> **What to work on**
For the entries that follow, say how many lines hold the string "BookSlotRequest", with nothing else in the reply.

■ ■ ■ ■ ■ ■ ■

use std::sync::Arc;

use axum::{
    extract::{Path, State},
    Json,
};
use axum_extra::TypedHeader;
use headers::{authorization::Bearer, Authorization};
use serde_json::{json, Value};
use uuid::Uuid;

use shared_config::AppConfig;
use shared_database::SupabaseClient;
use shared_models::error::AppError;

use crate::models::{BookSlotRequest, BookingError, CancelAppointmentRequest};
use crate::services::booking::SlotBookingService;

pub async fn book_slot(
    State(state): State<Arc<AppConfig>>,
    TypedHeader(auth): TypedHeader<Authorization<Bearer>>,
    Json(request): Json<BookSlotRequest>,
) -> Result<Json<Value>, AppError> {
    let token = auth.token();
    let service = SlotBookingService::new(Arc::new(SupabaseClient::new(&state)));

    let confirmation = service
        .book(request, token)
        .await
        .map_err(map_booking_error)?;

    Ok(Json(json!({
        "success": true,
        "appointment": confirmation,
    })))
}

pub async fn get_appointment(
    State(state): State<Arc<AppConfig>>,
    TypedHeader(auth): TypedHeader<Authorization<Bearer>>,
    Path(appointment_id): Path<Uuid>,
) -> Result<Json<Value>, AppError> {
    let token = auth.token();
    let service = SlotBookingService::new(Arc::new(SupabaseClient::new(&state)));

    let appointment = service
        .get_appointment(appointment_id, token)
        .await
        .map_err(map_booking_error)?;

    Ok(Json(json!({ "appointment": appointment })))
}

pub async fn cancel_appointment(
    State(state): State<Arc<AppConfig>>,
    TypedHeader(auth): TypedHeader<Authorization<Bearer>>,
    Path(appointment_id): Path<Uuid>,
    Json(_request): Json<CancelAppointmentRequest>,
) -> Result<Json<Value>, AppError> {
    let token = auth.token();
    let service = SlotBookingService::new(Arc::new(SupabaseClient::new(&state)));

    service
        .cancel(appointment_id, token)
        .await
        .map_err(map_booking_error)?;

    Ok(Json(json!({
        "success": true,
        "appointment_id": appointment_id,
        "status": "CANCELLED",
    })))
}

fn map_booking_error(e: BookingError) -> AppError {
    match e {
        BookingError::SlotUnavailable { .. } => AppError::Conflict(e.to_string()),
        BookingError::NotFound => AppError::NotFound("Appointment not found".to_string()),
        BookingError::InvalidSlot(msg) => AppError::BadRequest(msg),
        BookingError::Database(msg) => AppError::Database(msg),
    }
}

■ ■ ■ ■ ■ ■ ■

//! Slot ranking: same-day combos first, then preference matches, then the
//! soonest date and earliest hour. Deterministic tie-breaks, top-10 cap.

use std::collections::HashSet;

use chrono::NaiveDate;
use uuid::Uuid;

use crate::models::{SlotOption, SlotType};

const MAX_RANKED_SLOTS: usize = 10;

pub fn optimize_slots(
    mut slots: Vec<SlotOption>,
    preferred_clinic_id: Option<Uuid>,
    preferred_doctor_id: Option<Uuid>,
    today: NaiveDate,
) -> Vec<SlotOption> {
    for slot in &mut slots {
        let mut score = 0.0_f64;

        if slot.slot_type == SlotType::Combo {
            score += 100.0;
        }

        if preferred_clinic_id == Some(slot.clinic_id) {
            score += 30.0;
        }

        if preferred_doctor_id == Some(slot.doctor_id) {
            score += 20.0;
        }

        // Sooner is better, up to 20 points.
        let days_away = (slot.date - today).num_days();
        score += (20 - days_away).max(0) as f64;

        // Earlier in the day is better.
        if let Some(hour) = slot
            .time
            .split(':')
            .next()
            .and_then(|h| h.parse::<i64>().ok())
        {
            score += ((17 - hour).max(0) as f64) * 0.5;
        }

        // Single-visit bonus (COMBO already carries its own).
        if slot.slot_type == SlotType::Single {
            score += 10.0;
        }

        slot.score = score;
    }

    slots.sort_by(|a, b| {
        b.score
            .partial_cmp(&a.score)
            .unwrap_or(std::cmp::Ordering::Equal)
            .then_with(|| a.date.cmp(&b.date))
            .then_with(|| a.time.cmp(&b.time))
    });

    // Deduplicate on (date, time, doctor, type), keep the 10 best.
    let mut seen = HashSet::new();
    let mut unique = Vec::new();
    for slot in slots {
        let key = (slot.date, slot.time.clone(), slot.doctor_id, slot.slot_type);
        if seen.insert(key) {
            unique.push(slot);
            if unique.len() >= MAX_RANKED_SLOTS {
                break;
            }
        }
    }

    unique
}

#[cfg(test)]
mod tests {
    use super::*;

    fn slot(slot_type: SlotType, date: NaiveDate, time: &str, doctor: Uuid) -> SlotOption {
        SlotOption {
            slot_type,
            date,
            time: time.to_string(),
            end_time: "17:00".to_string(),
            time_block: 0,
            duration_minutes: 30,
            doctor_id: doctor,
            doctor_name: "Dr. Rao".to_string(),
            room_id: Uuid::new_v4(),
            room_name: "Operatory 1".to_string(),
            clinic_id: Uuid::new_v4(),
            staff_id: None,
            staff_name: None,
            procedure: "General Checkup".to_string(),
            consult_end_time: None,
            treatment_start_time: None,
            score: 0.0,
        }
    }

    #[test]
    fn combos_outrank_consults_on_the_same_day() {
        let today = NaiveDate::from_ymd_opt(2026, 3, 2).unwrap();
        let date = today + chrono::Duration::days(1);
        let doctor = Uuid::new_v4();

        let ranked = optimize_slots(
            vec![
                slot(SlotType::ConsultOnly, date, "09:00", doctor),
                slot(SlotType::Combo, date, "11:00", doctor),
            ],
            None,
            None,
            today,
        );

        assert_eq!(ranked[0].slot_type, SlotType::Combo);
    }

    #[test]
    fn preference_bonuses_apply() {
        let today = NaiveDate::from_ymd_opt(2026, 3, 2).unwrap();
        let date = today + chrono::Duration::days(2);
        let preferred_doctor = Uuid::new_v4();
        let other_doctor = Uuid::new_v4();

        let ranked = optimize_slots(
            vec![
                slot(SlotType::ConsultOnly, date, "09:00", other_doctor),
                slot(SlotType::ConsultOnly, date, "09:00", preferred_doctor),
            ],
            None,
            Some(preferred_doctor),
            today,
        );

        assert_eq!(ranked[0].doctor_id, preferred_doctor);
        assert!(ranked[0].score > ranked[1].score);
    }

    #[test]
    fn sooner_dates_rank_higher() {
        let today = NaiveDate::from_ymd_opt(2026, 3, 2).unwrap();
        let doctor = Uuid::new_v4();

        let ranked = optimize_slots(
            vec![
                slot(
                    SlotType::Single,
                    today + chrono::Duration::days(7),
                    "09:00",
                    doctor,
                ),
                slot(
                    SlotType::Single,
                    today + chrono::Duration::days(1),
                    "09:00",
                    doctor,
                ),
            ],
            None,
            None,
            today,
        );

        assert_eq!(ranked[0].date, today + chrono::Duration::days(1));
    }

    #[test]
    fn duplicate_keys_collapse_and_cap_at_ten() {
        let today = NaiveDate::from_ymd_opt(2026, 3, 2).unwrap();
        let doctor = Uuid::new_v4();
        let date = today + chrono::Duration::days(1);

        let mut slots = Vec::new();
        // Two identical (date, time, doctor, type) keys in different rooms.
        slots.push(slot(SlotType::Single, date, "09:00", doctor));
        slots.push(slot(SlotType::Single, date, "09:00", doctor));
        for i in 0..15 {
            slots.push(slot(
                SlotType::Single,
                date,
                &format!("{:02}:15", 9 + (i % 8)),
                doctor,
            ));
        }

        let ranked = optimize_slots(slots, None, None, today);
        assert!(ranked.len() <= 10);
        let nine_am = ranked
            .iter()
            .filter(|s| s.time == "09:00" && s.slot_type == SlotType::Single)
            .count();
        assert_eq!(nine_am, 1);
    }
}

■ ■ ■ ■ ■ ■ ■

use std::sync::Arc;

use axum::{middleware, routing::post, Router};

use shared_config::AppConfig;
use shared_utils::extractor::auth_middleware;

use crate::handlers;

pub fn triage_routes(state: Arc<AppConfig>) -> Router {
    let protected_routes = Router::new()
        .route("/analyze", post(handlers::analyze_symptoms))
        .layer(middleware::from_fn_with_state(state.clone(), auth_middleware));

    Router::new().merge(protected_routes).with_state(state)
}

■ ■ ■ ■ ■ ■ ■

> **Output below**
2